TO DO:
Working from the top of the records below, reproduce each line exactly, ending once you have written the line containing "aborts dispatch: every".

○ ○ ○

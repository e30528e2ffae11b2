//! Deferred-delivery skew compensation
//!
//! Some transports convert a written deferred-delivery value between zones
//! before storing it, so the message would go out hours early or late. The
//! compensator writes the desired value, reads back what was stored, and when
//! the difference looks like a zone offset writes `desired - shift` so the
//! transport's conversion lands on the intended time.
//!
//! A message sees at most two writes. Nothing here aborts dispatch: every
//! transport error is captured in [`CompensationResult::error`].

use cadence_common::internal;
use chrono::{NaiveDateTime, TimeDelta};
use serde::{Deserialize, Serialize};

use crate::{transport::MessageHandle, types::CompensationResult};

/// Shifts at or below this many seconds are clock noise
const MIN_SHIFT_SECS: i64 = 60;

/// Shifts above this many seconds are not zone offsets and are left alone
const MAX_SHIFT_SECS: i64 = 12 * 60 * 60;

/// Whether a detected shift should be corrected
#[must_use]
pub fn is_correctable(shift: TimeDelta) -> bool {
    let magnitude = shift.abs();
    magnitude > TimeDelta::seconds(MIN_SHIFT_SECS)
        && magnitude <= TimeDelta::seconds(MAX_SHIFT_SECS)
}

#[derive(Debug, Clone, Copy, PartialEq, Eq, Serialize, Deserialize)]
pub struct Compensator {
    #[serde(default = "default_enabled")]
    pub enabled: bool,
}

impl Default for Compensator {
    fn default() -> Self {
        Self {
            enabled: default_enabled(),
        }
    }
}

const fn default_enabled() -> bool {
    true
}

impl Compensator {
    #[must_use]
    pub const fn new(enabled: bool) -> Self {
        Self { enabled }
    }

    /// Write `desired` to `handle`, correcting for any detected skew
    pub async fn apply(
        &self,
        handle: &mut dyn MessageHandle,
        desired: NaiveDateTime,
    ) -> CompensationResult {
        let mut result = CompensationResult {
            desired: Some(desired),
            ..CompensationResult::default()
        };

        if let Err(error) = self.write(handle, desired, &mut result).await {
            result.error = Some(error);
        }

        result
    }

    async fn write(
        &self,
        handle: &mut dyn MessageHandle,
        desired: NaiveDateTime,
        result: &mut CompensationResult,
    ) -> Result<(), String> {
        handle
            .set_deferred_delivery(desired)
            .await
            .map_err(|e| e.to_string())?;

        let Some(stored) = handle
            .get_deferred_delivery()
            .await
            .map_err(|e| e.to_string())?
        else {
            return Err("Transport did not report the stored deferred-delivery time".to_string());
        };

        result.first_readback = Some(stored);
        let shift = stored - desired;
        result.shift = Some(shift);

        if !self.enabled || !is_correctable(shift) {
            return Ok(());
        }

        let corrected = desired - shift;
        result.corrected = Some(corrected);

        internal!(
            level = DEBUG,
            "Deferred delivery stored {stored} for {desired}, rewriting as {corrected}"
        );

        handle
            .set_deferred_delivery(corrected)
            .await
            .map_err(|e| e.to_string())?;
        result.applied = true;

        result.final_readback = handle
            .get_deferred_delivery()
            .await
            .map_err(|e| e.to_string())?;

        Ok(())
    }
}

○ ○ ○

RESULT OF THIS TASK:
repository e30528e2ffae11b2
//! Deferred-delivery skew compensation
//!
//! Some transports convert a written deferred-delivery value between zones
//! before storing it, so the message would go out hours early or late. The
//! compensator writes the desired value, reads back what was stored, and when
//! the difference looks like a zone offset writes `desired - shift` so the
//! transport's conversion lands on the intended time.
//!
//! A message sees at most two writes. Nothing here aborts dispatch: every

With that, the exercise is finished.